◆ **What the task asks**
The expected output is each line in the data below that includes the string "offset".

◆ **Dataset content**
########################################

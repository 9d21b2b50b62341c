//! Type-safe price representation using decimal arithmetic.

use rust_decimal::Decimal;
use serde::{Deserialize, Serialize};

/// Errors that can occur when constructing or combining prices.
#[derive(thiserror::Error, Debug, Clone, Copy, PartialEq, Eq)]
pub enum PriceError {
    /// The amount is negative.
    #[error("price cannot be negative")]
    Negative,
    /// Arithmetic overflowed the decimal range.
    #[error("price arithmetic overflow")]
    Overflow,
}

/// A non-negative monetary amount in New Taiwan dollars.
///
/// All storefront and back-office money flows through this type; raw decimals
/// from client input are validated at the boundary.
#[derive(
    Debug, Clone, Copy, PartialEq, Eq, PartialOrd, Ord, Serialize, Deserialize, Default,
)]
#[serde(transparent)]
pub struct Price(Decimal);

impl Price {
    /// Zero price.
    pub const ZERO: Self = Self(Decimal::ZERO);

    /// Create a price from a decimal amount.
    ///
    /// # Errors
    ///
    /// Returns `PriceError::Negative` if the amount is below zero.
    pub fn new(amount: Decimal) -> Result<Self, PriceError> {
        if amount.is_sign_negative() {
            return Err(PriceError::Negative);
        }
        Ok(Self(amount))
    }

    /// The underlying decimal amount.
    #[must_use]
    pub const fn amount(&self) -> Decimal {
        self.0
    }

    /// Multiply a unit price by a quantity.
    ///
    /// # Errors
    ///
    /// Returns `PriceError::Overflow` if the multiplication overflows.
    pub fn checked_mul_qty(&self, qty: u32) -> Result<Self, PriceError> {
        self.0
            .checked_mul(Decimal::from(qty))
            .map(Self)
            .ok_or(PriceError::Overflow)
    }

    /// Add two prices.
    ///
    /// # Errors
    ///
    /// Returns `PriceError::Overflow` if the addition overflows.
    pub fn checked_add(&self, other: Self) -> Result<Self, PriceError> {
        self.0
            .checked_add(other.0)
            .map(Self)
            .ok_or(PriceError::Overflow)
    }

    /// Format for display (e.g., "NT$1,280" is left to the frontend; this is
    /// the plain "NT$1280.00" form used in documents and emails).
    #[must_use]
    pub fn display(&self) -> String {
        format!("NT${:.2}", self.0)
    }
}

#[cfg(feature = "postgres")]
impl sqlx::Type<sqlx::Postgres> for Price {
    fn type_info() -> sqlx::postgres::PgTypeInfo {
        <Decimal as sqlx::Type<sqlx::Postgres>>::type_info()
    }

    fn compatible(ty: &sqlx::postgres::PgTypeInfo) -> bool {
        <Decimal as sqlx::Type<sqlx::Postgres>>::compatible(ty)
    }
}

#[cfg(feature = "postgres")]
impl<'r> sqlx::Decode<'r, sqlx::Postgres> for Price {
    fn decode(value: sqlx::postgres::PgValueRef<'r>) -> Result<Self, sqlx::error::BoxDynError> {
        let amount = <Decimal as sqlx::Decode<sqlx::Postgres>>::decode(value)?;
        // Database values are constrained non-negative by CHECK constraints
        Ok(Self(amount))
    }
}

#[cfg(feature = "postgres")]
impl sqlx::Encode<'_, sqlx::Postgres> for Price {
    fn encode_by_ref(
        &self,
        buf: &mut sqlx::postgres::PgArgumentBuffer,
    ) -> Result<sqlx::encode::IsNull, sqlx::error::BoxDynError> {
        <Decimal as sqlx::Encode<sqlx::Postgres>>::encode_by_ref(&self.0, buf)
    }
}

#[cfg(test)]
#[allow(clippy::unwrap_used)]
mod tests {
    use super::*;
    use rust_decimal::Decimal;

    #[test]
    fn test_rejects_negative() {
        assert_eq!(Price::new(Decimal::new(-100, 2)), Err(PriceError::Negative));
        assert!(Price::new(Decimal::new(100, 2)).is_ok());
    }

    #[test]
    fn test_mul_qty() {
        let unit = Price::new(Decimal::new(25050, 2)).unwrap(); // 250.50
        let total = unit.checked_mul_qty(3).unwrap();
        assert_eq!(total.amount(), Decimal::new(75150, 2));
    }

    #[test]
    fn test_add() {
        let a = Price::new(Decimal::new(100, 0)).unwrap();
        let b = Price::new(Decimal::new(80, 0)).unwrap();
        assert_eq!(a.checked_add(b).unwrap().amount(), Decimal::new(180, 0));
    }

    #[test]
    fn test_display() {
        let p = Price::new(Decimal::new(128000, 2)).unwrap();
        assert_eq!(p.display(), "NT$1280.00");
        assert_eq!(Price::ZERO.display(), "NT$0.00");
    }
}
//! Catalog management handlers: products, categories, brands.

use axum::{
    Json,
    extract::{Path, Query, State},
};
use serde_json::{Value, json};
use tracing::instrument;

use jademart_core::{BrandId, CategoryId, ProductId};

use crate::db::{BrandRepository, CategoryRepository, ProductRepository};
use crate::error::{AdminError, Result};
use crate::middleware::{RequireAdmin, RequireWriteAccess};
use crate::models::catalog::{ProductInput, TaxonInput};
use crate::state::AppState;

use super::Pagination;

pub(super) fn validate_slug(slug: &str) -> Result<()> {
    let ok = !slug.is_empty()
        && slug.len() <= 100
        && slug
            .chars()
            .all(|c| c.is_ascii_lowercase() || c.is_ascii_digit() || c == '-');
    if ok {
        Ok(())
    } else {
        Err(AdminError::BadRequest(
            "slug must be lowercase alphanumeric with hyphens".to_owned(),
        ))
    }
}

// ==================== products ====================

/// GET /products
#[instrument(skip(state))]
pub async fn list_products(
    State(state): State<AppState>,
    RequireAdmin(_): RequireAdmin,
    Query(pagination): Query<Pagination>,
) -> Result<Json<Value>> {
    let (limit, offset, page, per_page) = pagination.resolve();
    let repo = ProductRepository::new(state.shop_pool());
    let (products, total) = repo.list(limit, offset).await?;

    Ok(Json(json!({
        "products": products,
        "page": page,
        "per_page": per_page,
        "total": total,
    })))
}

/// GET /products/{id}
#[instrument(skip(state))]
pub async fn get_product(
    State(state): State<AppState>,
    RequireAdmin(_): RequireAdmin,
    Path(id): Path<i32>,
) -> Result<Json<Value>> {
    let repo = ProductRepository::new(state.shop_pool());
    let product = repo
        .get_by_id(ProductId::new(id))
        .await?
        .ok_or_else(|| AdminError::NotFound(format!("product {id}")))?;

    Ok(Json(json!({ "product": product })))
}

/// POST /products
#[instrument(skip(state, input), fields(slug = %input.slug))]
pub async fn create_product(
    State(state): State<AppState>,
    RequireWriteAccess(_): RequireWriteAccess,
    Json(input): Json<ProductInput>,
) -> Result<Json<Value>> {
    validate_slug(&input.slug)?;

    let repo = ProductRepository::new(state.shop_pool());
    let product = repo.create(&input).await?;

    tracing::info!(product_id = %product.id, "product created");

    Ok(Json(json!({ "product": product })))
}

/// PUT /products/{id}
#[instrument(skip(state, input))]
pub async fn update_product(
    State(state): State<AppState>,
    RequireWriteAccess(_): RequireWriteAccess,
    Path(id): Path<i32>,
    Json(input): Json<ProductInput>,
) -> Result<Json<Value>> {
    validate_slug(&input.slug)?;

    let repo = ProductRepository::new(state.shop_pool());
    let product = repo.update(ProductId::new(id), &input).await?;

    Ok(Json(json!({ "product": product })))
}

/// DELETE /products/{id}
#[instrument(skip(state))]
pub async fn delete_product(
    State(state): State<AppState>,
    RequireWriteAccess(_): RequireWriteAccess,
    Path(id): Path<i32>,
) -> Result<Json<Value>> {
    let repo = ProductRepository::new(state.shop_pool());
    repo.soft_delete(ProductId::new(id)).await?;

    tracing::info!(product_id = %id, "product soft-deleted");

    Ok(Json(json!({ "ok": true })))
}

// ==================== categories ====================

/// GET /categories
#[instrument(skip(state))]
pub async fn list_categories(
    State(state): State<AppState>,
    RequireAdmin(_): RequireAdmin,
) -> Result<Json<Value>> {
    let repo = CategoryRepository::new(state.shop_pool());
    let categories = repo.list().await?;

    Ok(Json(json!({ "categories": categories })))
}

/// POST /categories
#[instrument(skip(state, input), fields(slug = %input.slug))]
pub async fn create_category(
    State(state): State<AppState>,
    RequireWriteAccess(_): RequireWriteAccess,
    Json(input): Json<TaxonInput>,
) -> Result<Json<Value>> {
    validate_slug(&input.slug)?;

    let repo = CategoryRepository::new(state.shop_pool());
    let category = repo.create(&input).await?;

    Ok(Json(json!({ "category": category })))
}

/// PUT /categories/{id}
#[instrument(skip(state, input))]
pub async fn update_category(
    State(state): State<AppState>,
    RequireWriteAccess(_): RequireWriteAccess,
    Path(id): Path<i32>,
    Json(input): Json<TaxonInput>,
) -> Result<Json<Value>> {
    validate_slug(&input.slug)?;

    let repo = CategoryRepository::new(state.shop_pool());
    let category = repo.update(CategoryId::new(id), &input).await?;

    Ok(Json(json!({ "category": category })))
}

/// DELETE /categories/{id}
#[instrument(skip(state))]
pub async fn delete_category(
    State(state): State<AppState>,
    RequireWriteAccess(_): RequireWriteAccess,
    Path(id): Path<i32>,
) -> Result<Json<Value>> {
    let repo = CategoryRepository::new(state.shop_pool());
    repo.soft_delete(CategoryId::new(id)).await?;

    Ok(Json(json!({ "ok": true })))
}

// ==================== brands ====================

/// GET /brands
#[instrument(skip(state))]
pub async fn list_brands(
    State(state): State<AppState>,
    RequireAdmin(_): RequireAdmin,
) -> Result<Json<Value>> {
    let repo = BrandRepository::new(state.shop_pool());
    let brands = repo.list().await?;

    Ok(Json(json!({ "brands": brands })))
}

/// POST /brands
#[instrument(skip(state, input), fields(slug = %input.slug))]
pub async fn create_brand(
    State(state): State<AppState>,
    RequireWriteAccess(_): RequireWriteAccess,
    Json(input): Json<TaxonInput>,
) -> Result<Json<Value>> {
    validate_slug(&input.slug)?;

    let repo = BrandRepository::new(state.shop_pool());
    let brand = repo.create(&input).await?;

    Ok(Json(json!({ "brand": brand })))
}

/// PUT /brands/{id}
#[instrument(skip(state, input))]
pub async fn update_brand(
    State(state): State<AppState>,
    RequireWriteAccess(_): RequireWriteAccess,
    Path(id): Path<i32>,
    Json(input): Json<TaxonInput>,
) -> Result<Json<Value>> {
    validate_slug(&input.slug)?;

    let repo = BrandRepository::new(state.shop_pool());
    let brand = repo.update(BrandId::new(id), &input).await?;

    Ok(Json(json!({ "brand": brand })))
}

/// DELETE /brands/{id}
#[instrument(skip(state))]
pub async fn delete_brand(
    State(state): State<AppState>,
    RequireWriteAccess(_): RequireWriteAccess,
    Path(id): Path<i32>,
) -> Result<Json<Value>> {
    let repo = BrandRepository::new(state.shop_pool());
    repo.soft_delete(BrandId::new(id)).await?;

    Ok(Json(json!({ "ok": true })))
}

#[cfg(test)]
mod tests {
    use super::*;

    #[test]
    fn test_validate_slug() {
        assert!(validate_slug("oolong-tea-200g").is_ok());
        assert!(validate_slug("").is_err());
        assert!(validate_slug("Has Spaces").is_err());
        assert!(validate_slug("UPPER").is_err());
        assert!(validate_slug("unicode-茶").is_err());
    }
}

########################################

◆ **Answer section**
    let (limit, offset, page, per_page) = pagination.resolve();
    let (products, total) = repo.list(limit, offset).await?;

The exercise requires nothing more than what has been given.